======== EXERCISE MATERIAL

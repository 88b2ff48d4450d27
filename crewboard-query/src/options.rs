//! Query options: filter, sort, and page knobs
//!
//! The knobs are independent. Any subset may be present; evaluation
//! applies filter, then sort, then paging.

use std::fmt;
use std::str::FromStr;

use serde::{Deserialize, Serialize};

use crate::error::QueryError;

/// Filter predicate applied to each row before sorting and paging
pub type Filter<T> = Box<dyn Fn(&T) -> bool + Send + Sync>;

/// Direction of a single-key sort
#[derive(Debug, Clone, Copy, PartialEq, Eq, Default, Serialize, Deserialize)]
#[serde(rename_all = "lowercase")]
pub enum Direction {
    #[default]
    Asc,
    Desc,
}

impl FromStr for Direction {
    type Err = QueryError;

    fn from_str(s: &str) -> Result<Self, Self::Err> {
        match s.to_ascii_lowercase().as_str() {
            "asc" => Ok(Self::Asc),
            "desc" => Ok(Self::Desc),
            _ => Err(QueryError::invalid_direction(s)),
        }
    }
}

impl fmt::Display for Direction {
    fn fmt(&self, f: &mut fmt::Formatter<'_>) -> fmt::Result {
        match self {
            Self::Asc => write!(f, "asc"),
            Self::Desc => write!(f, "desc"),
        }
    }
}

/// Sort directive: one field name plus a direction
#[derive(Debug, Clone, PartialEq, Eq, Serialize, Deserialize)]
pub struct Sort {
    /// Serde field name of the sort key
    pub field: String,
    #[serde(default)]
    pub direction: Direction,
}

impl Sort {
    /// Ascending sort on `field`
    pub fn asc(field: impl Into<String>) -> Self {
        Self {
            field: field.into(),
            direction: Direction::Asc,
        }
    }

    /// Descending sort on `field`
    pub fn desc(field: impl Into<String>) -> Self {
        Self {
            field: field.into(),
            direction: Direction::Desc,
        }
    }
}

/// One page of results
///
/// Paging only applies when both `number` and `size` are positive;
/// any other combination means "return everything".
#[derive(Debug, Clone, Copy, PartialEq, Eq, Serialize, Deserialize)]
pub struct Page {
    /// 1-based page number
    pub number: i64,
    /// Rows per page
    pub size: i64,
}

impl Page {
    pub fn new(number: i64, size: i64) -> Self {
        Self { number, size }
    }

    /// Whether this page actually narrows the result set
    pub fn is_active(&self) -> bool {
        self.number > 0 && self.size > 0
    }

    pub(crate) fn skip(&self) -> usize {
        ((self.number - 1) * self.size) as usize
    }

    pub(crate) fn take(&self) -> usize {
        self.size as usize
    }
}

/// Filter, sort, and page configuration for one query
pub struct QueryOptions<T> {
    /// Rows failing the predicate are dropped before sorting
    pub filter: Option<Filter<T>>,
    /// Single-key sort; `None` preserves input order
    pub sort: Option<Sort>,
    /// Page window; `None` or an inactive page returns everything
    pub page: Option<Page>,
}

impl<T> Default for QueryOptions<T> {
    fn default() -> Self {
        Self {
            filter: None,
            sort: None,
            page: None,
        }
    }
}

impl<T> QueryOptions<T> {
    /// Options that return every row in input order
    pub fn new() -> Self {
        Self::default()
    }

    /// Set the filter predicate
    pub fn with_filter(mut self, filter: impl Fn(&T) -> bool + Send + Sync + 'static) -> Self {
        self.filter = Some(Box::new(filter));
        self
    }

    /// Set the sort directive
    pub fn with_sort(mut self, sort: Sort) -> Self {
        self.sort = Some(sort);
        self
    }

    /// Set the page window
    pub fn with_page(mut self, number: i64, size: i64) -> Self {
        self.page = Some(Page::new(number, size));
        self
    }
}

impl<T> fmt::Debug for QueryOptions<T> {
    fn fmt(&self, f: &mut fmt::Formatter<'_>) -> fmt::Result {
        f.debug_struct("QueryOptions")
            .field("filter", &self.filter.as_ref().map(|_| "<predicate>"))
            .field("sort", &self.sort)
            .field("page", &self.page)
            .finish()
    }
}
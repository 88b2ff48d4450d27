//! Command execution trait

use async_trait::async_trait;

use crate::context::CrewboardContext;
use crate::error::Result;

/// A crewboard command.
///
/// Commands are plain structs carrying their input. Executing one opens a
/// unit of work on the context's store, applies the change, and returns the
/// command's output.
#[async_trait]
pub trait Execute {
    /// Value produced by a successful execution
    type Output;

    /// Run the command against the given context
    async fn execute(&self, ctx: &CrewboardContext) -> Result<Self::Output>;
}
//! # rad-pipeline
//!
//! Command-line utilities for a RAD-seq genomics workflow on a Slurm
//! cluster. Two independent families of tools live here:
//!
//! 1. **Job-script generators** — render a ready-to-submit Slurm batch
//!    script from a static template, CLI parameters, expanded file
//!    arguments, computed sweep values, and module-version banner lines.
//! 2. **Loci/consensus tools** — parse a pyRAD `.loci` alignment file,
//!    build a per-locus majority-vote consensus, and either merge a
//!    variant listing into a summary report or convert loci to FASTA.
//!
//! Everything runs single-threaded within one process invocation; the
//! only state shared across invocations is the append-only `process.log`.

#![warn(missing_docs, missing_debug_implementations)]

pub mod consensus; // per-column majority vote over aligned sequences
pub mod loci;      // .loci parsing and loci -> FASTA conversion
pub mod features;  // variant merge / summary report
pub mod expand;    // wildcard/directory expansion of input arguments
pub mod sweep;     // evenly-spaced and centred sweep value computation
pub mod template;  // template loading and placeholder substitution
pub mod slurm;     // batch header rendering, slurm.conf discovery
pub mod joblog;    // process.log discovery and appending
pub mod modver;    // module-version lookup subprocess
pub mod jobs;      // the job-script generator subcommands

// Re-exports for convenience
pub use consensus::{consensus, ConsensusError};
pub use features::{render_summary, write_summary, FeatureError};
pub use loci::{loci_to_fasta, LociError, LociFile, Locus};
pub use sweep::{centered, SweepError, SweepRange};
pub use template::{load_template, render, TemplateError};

================

DESCRIPTION OF THE TASK » List each line in the listing that contains the string "FromStr".

TASK RESPONSE »
use std::str::FromStr;
impl FromStr for Direction {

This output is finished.